====== Material for this exercise ======

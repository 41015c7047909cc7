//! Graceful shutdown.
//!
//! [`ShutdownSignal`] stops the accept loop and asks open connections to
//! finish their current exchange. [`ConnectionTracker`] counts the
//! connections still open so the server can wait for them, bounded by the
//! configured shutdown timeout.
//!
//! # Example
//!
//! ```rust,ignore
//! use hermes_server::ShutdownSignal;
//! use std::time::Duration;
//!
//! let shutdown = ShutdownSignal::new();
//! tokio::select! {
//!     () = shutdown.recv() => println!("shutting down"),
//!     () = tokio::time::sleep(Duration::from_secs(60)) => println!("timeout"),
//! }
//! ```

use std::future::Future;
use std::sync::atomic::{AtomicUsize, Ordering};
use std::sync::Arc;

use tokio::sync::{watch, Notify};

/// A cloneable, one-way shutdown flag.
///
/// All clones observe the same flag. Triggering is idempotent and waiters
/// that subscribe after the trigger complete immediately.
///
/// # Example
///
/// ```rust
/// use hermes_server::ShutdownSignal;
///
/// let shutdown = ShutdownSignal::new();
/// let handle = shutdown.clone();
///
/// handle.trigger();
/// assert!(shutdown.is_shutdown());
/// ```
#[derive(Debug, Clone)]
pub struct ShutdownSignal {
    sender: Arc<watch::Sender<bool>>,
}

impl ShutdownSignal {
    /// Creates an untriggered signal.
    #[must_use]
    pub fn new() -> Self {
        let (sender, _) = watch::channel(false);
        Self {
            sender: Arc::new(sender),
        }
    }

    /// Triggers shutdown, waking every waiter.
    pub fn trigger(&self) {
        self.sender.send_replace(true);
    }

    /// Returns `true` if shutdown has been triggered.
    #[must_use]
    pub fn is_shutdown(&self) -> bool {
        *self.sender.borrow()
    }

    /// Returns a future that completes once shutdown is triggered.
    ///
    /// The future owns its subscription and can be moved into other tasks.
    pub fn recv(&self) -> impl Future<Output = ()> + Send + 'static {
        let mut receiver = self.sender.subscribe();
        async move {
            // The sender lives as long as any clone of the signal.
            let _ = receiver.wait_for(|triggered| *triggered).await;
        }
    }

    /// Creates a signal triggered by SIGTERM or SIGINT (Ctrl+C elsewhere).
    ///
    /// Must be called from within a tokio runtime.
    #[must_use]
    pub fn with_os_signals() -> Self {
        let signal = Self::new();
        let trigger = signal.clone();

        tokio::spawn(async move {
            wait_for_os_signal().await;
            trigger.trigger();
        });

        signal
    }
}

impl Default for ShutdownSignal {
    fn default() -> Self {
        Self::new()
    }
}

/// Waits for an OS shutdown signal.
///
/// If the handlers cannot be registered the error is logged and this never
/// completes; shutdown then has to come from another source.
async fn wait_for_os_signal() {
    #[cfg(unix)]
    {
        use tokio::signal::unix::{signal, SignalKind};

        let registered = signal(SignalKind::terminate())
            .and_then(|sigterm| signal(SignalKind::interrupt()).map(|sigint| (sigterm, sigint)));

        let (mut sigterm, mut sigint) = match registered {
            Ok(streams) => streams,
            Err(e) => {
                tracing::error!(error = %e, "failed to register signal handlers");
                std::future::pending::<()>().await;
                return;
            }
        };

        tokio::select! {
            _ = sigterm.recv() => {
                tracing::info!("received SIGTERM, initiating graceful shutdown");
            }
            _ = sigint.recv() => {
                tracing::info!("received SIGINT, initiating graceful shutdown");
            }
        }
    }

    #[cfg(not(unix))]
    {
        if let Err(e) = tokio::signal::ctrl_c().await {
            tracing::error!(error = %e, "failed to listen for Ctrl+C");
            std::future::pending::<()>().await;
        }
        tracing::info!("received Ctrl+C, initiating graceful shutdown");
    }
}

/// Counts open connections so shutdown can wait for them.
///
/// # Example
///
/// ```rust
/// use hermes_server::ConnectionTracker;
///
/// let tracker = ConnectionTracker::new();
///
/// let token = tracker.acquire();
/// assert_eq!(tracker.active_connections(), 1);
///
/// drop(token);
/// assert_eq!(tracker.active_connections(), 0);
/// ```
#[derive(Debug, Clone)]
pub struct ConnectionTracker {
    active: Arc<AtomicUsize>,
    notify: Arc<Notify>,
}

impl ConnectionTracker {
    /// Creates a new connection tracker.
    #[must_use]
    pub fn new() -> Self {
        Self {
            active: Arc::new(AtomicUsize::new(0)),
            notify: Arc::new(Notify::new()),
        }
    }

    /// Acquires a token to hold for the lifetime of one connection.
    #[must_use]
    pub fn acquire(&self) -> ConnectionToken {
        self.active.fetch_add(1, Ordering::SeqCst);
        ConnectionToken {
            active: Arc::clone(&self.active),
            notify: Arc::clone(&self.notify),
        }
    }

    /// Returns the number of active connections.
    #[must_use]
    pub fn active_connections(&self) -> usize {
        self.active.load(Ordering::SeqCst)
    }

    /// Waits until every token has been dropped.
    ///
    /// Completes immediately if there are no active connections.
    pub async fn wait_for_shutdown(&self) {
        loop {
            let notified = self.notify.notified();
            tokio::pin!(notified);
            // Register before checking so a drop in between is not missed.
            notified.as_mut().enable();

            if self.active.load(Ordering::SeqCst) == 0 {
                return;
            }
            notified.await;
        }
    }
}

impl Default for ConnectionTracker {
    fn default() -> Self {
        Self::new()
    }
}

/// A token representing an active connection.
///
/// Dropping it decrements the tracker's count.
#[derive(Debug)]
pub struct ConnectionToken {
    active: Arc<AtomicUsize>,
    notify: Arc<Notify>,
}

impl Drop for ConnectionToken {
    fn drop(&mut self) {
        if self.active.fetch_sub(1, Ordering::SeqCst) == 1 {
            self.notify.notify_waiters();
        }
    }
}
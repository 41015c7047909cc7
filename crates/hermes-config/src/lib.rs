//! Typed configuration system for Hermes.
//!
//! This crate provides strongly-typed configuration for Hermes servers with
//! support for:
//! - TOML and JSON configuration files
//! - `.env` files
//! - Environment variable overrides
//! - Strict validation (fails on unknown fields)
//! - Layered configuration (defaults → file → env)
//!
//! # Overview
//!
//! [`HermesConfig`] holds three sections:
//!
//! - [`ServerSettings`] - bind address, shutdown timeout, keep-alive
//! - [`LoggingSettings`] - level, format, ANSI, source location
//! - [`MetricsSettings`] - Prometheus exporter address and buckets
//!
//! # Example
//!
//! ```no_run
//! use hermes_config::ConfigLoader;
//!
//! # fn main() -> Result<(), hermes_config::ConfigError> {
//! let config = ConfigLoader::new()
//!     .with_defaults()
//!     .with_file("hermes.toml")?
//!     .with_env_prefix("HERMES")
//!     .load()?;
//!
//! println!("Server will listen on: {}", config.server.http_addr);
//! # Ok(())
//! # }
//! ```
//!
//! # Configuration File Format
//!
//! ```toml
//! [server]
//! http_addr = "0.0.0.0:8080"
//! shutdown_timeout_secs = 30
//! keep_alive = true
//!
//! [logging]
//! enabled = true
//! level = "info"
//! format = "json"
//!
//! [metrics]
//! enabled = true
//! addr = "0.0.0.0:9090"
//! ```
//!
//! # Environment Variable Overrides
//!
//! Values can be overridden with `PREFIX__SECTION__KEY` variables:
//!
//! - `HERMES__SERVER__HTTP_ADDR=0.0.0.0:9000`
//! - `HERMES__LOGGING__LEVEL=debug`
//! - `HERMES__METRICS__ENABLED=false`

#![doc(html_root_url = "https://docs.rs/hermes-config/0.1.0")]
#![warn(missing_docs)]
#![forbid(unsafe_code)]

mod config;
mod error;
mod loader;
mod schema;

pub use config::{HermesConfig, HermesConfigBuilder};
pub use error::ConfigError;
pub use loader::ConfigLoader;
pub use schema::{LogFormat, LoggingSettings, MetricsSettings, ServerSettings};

======

● Prompt:
Each line in the records that carries "Ordering" must be copied out.

● Exercise response:
use std::sync::atomic::{AtomicUsize, Ordering};
        self.active.fetch_add(1, Ordering::SeqCst);
        self.active.load(Ordering::SeqCst)
            if self.active.load(Ordering::SeqCst) == 0 {
        if self.active.fetch_sub(1, Ordering::SeqCst) == 1 {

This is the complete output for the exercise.